13 In some cases the fact that a sentence for a particular offence is to be served completely concurrently with another sentence for a different offence will result in a sentence that is erroneously inadequate because it does not reflect the totality of the criminality for which the offender was to be punished for the two acts of offending: see for example R v Brown [1999] NSWCCA 323. This may be so even if the two offences arise from the same precise criminal act, such as the dangerous driving of a motor vehicle on the one occasion: R v Janceski (No 2) [2005] NSWCCA 288. The same principle has been applied to sexual assault offences arising from a single incident of sexual assault: R v Gorman (2002) 137 A Crim R 326. Although, it has been held that a determination of the extent, if any, that a sentence is to be served cumulatively with another sentence is an exercise of discretion on which minds might differ, R v Hammoud (2000) 118 A Crim R 66, that discretion is generally circumscribed by a proper application of the principle of totality.

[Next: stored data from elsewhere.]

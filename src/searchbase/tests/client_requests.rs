// Copyright 2025 Searchbase Authors
//
// Licensed under the Apache License, Version 2.0 (the "License");
// you may not use this file except in compliance with the License.
// You may obtain a copy of the License at
//
//     https://www.apache.org/licenses/LICENSE-2.0
//
// Unless required by applicable law or agreed to in writing, software
// distributed under the License is distributed on an "AS IS" BASIS,
// WITHOUT WARRANTIES OR CONDITIONS OF ANY KIND, either express or implied.
// See the License for the specific language governing permissions and
// limitations under the License.

//! Verifies the requests each namespace sends for a representative set of
//! operations.

use httptest::{Expectation, Server, matchers::*, responders::*};
use searchbase::Searchbase;
use searchbase::options::RequestOptions;
use serde_json::json;

type Result = anyhow::Result<()>;

async fn test_client(server: &Server) -> anyhow::Result<Searchbase> {
    Ok(Searchbase::builder()
        .with_endpoint(format!("http://{}", server.addr()))
        .build()
        .await?)
}

#[tokio::test]
async fn info_hits_the_root() -> Result {
    let server = Server::run();
    server.expect(
        Expectation::matching(request::method_path("GET", "/"))
            .respond_with(json_encoded(json!({"cluster_name": "demo"}))),
    );

    let client = test_client(&server).await?;
    let info = client.info(RequestOptions::new()).await?;
    assert_eq!(info.body()["cluster_name"], json!("demo"));
    Ok(())
}

#[tokio::test]
async fn ping_uses_head() -> Result {
    let server = Server::run();
    server.expect(
        Expectation::matching(request::method_path("HEAD", "/"))
            .respond_with(status_code(200)),
    );

    let client = test_client(&server).await?;
    assert!(client.ping(RequestOptions::new()).await?);
    Ok(())
}

#[tokio::test]
async fn follow_sends_put_with_body() -> Result {
    let body = json!({"remote_cluster": "east", "leader_index": "logs"});
    let server = Server::run();
    server.expect(
        Expectation::matching(all_of![
            request::method_path("PUT", "/logs-copy/_ccr/follow"),
            request::query(url_decoded(contains(("wait_for_active_shards", "1")))),
            request::headers(contains(("content-type", "application/json"))),
            request::body(json_decoded(eq(body.clone()))),
        ])
        .respond_with(json_encoded(json!({"follow_index_created": true}))),
    );

    let client = test_client(&server).await?;
    let options = RequestOptions::new().with_param("wait_for_active_shards", "1");
    client.ccr().follow("logs-copy", body, options).await?;
    Ok(())
}

#[tokio::test]
async fn absent_optional_argument_shortens_the_path() -> Result {
    let server = Server::run();
    server.expect(
        Expectation::matching(request::method_path("GET", "/_ilm/policy"))
            .respond_with(json_encoded(json!({}))),
    );

    let client = test_client(&server).await?;
    client
        .ilm()
        .get_lifecycle(None::<&str>, RequestOptions::new())
        .await?;
    Ok(())
}

#[tokio::test]
async fn list_arguments_join_with_commas() -> Result {
    let server = Server::run();
    server.expect(
        Expectation::matching(request::method_path("GET", "/logs-1,logs-2/_ilm/explain"))
            .respond_with(json_encoded(json!({"indices": {}}))),
    );

    let client = test_client(&server).await?;
    client
        .ilm()
        .explain_lifecycle(["logs-1", "logs-2"], RequestOptions::new())
        .await?;
    Ok(())
}

#[tokio::test]
async fn monitoring_bulk_sends_ndjson() -> Result {
    let server = Server::run();
    server.expect(
        Expectation::matching(all_of![
            request::method_path("POST", "/_monitoring/beats/bulk"),
            request::query(url_decoded(contains(("system_id", "beats")))),
            request::headers(contains(("content-type", "application/x-ndjson"))),
            |req: &http::Request<bytes::Bytes>| {
                let body = String::from_utf8_lossy(req.body());
                body.ends_with('\n') && body.lines().count() == 2
            },
        ])
        .respond_with(json_encoded(json!({"took": 2}))),
    );

    let client = test_client(&server).await?;
    let docs = vec![json!({"index": {"_type": "cpu"}}), json!({"load": 0.4})];
    // A caller-provided content-type must not survive; the bulk endpoint
    // only accepts newline-delimited payloads.
    let options = RequestOptions::new()
        .with_param("system_id", "beats")
        .with_header("content-type", "application/json");
    client.monitoring().bulk(docs, "beats", options).await?;
    Ok(())
}

#[tokio::test]
async fn legacy_paging_parameter_is_renamed() -> Result {
    let server = Server::run();
    server.expect(
        Expectation::matching(all_of![
            request::method_path("GET", "/_transform"),
            request::query(url_decoded(contains(("from", "5")))),
            request::query(url_decoded(not(contains(("from_", any()))))),
        ])
        .respond_with(json_encoded(json!({"count": 0}))),
    );

    let client = test_client(&server).await?;
    let options = RequestOptions::new().with_param("from_", 5_u64);
    client
        .transform()
        .get_transform(None::<&str>, options)
        .await?;
    Ok(())
}

#[tokio::test]
async fn license_install_uses_put() -> Result {
    let server = Server::run();
    server.expect(
        Expectation::matching(all_of![
            request::method_path("PUT", "/_license"),
            request::query(url_decoded(contains(("acknowledge", "true")))),
        ])
        .respond_with(json_encoded(json!({"acknowledged": true}))),
    );

    let client = test_client(&server).await?;
    let options = RequestOptions::new().with_param("acknowledge", true);
    client
        .license()
        .post(Some(json!({"licenses": []})), options)
        .await?;
    Ok(())
}

#[tokio::test]
async fn umbrella_accessors_reach_the_same_endpoints() -> Result {
    let server = Server::run();
    server.expect(
        Expectation::matching(request::method_path("GET", "/_ilm/status"))
            .respond_with(json_encoded(json!({"operation_mode": "RUNNING"}))),
    );
    server.expect(
        Expectation::matching(request::method_path("GET", "/_xpack/usage"))
            .respond_with(json_encoded(json!({}))),
    );

    let client = test_client(&server).await?;
    let status = client
        .xpack()
        .ilm()
        .get_status(RequestOptions::new())
        .await?;
    assert_eq!(status.body()["operation_mode"], json!("RUNNING"));
    client.xpack().usage(RequestOptions::new()).await?;
    Ok(())
}

#[tokio::test]
async fn ignored_status_reaches_the_caller_as_a_response() -> Result {
    let server = Server::run();
    server.expect(
        Expectation::matching(request::method_path("DELETE", "/_ilm/policy/gone"))
            .respond_with(status_code(404).body(r#"{"error": "not found", "status": 404}"#)),
    );

    let client = test_client(&server).await?;
    let options = RequestOptions::new().with_ignore_status([404]);
    let response = client.ilm().delete_lifecycle("gone", options).await?;
    assert_eq!(response.status_code(), Some(404));
    Ok(())
}

#[tokio::test]
async fn service_errors_surface_their_cause() -> Result {
    let body = json!({
        "error": {"type": "security_exception", "reason": "missing credentials"},
        "status": 401
    });
    let server = Server::run();
    server.expect(
        Expectation::matching(request::method_path("GET", "/_ssl/certificates"))
            .respond_with(status_code(401).body(body.to_string())),
    );

    let client = test_client(&server).await?;
    let err = client
        .ssl()
        .certificates(RequestOptions::new())
        .await
        .expect_err("a 401 must report an error");
    let details = err.api_error().expect("the body names a cause");
    assert_eq!(details.error_type(), Some("security_exception"));
    assert_eq!(err.http_status_code(), Some(401));
    Ok(())
}

#[tokio::test]
async fn simulate_interleaves_body_and_optional_id() -> Result {
    let server = Server::run();
    server.expect(
        Expectation::matching(all_of![
            request::method_path("POST", "/_ingest/pipeline/logs/_simulate"),
            request::query(url_decoded(contains(("verbose", "true")))),
        ])
        .respond_with(json_encoded(json!({"docs": []}))),
    );

    let client = test_client(&server).await?;
    let options = RequestOptions::new().with_param("verbose", true);
    client
        .ingest()
        .simulate(json!({"docs": [{"_source": {}}]}), "logs", options)
        .await?;
    Ok(())
}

14 There will be cases, of which, in Hidden J's opinion, this was one, where the criminality of offences committed by an offender is so great and the punishment imposed for those sentences is justifiably so harsh in order to reflect that criminality that there is little, or no, room for a further penalty to be imposed upon the offender to achieve an appropriate purpose of punishment in the circumstances of the particular case. In the present case those circumstances included the relatively low criminality involved in the offence on the indictment having regard to the relationship between the applicant and the complainant, the age differential between them and the fact that intercourse was consensual. It was also a highly relevant matter than any further actual punishment could not take effect until the expiration of the non-parole period fixed by Sully J some 15 years after the offences were committed.
15 It is acknowledged that in the present case the complainants in the offence on the indictment and the matter on the Form 1 may feel aggrieved that the applicant does not appear to have been punished in any real sense for his criminal conduct toward them. Further, members of the community, without an understanding of all the facts and the well-established sentencing principles to be applied, might also be concerned that the result appears to inadequately express public attitudes to the offence and the offender. But the different purposes of punishment will sometimes pull in different directions. Not one of them can be considered in isolation. The justifiable limitations placed upon the promotion of those sometimes competing purposes cannot be disregarded in an appropriate case in order to address public or private desires for retribution notwithstanding the importance of that factor in the determination of appropriate punishment.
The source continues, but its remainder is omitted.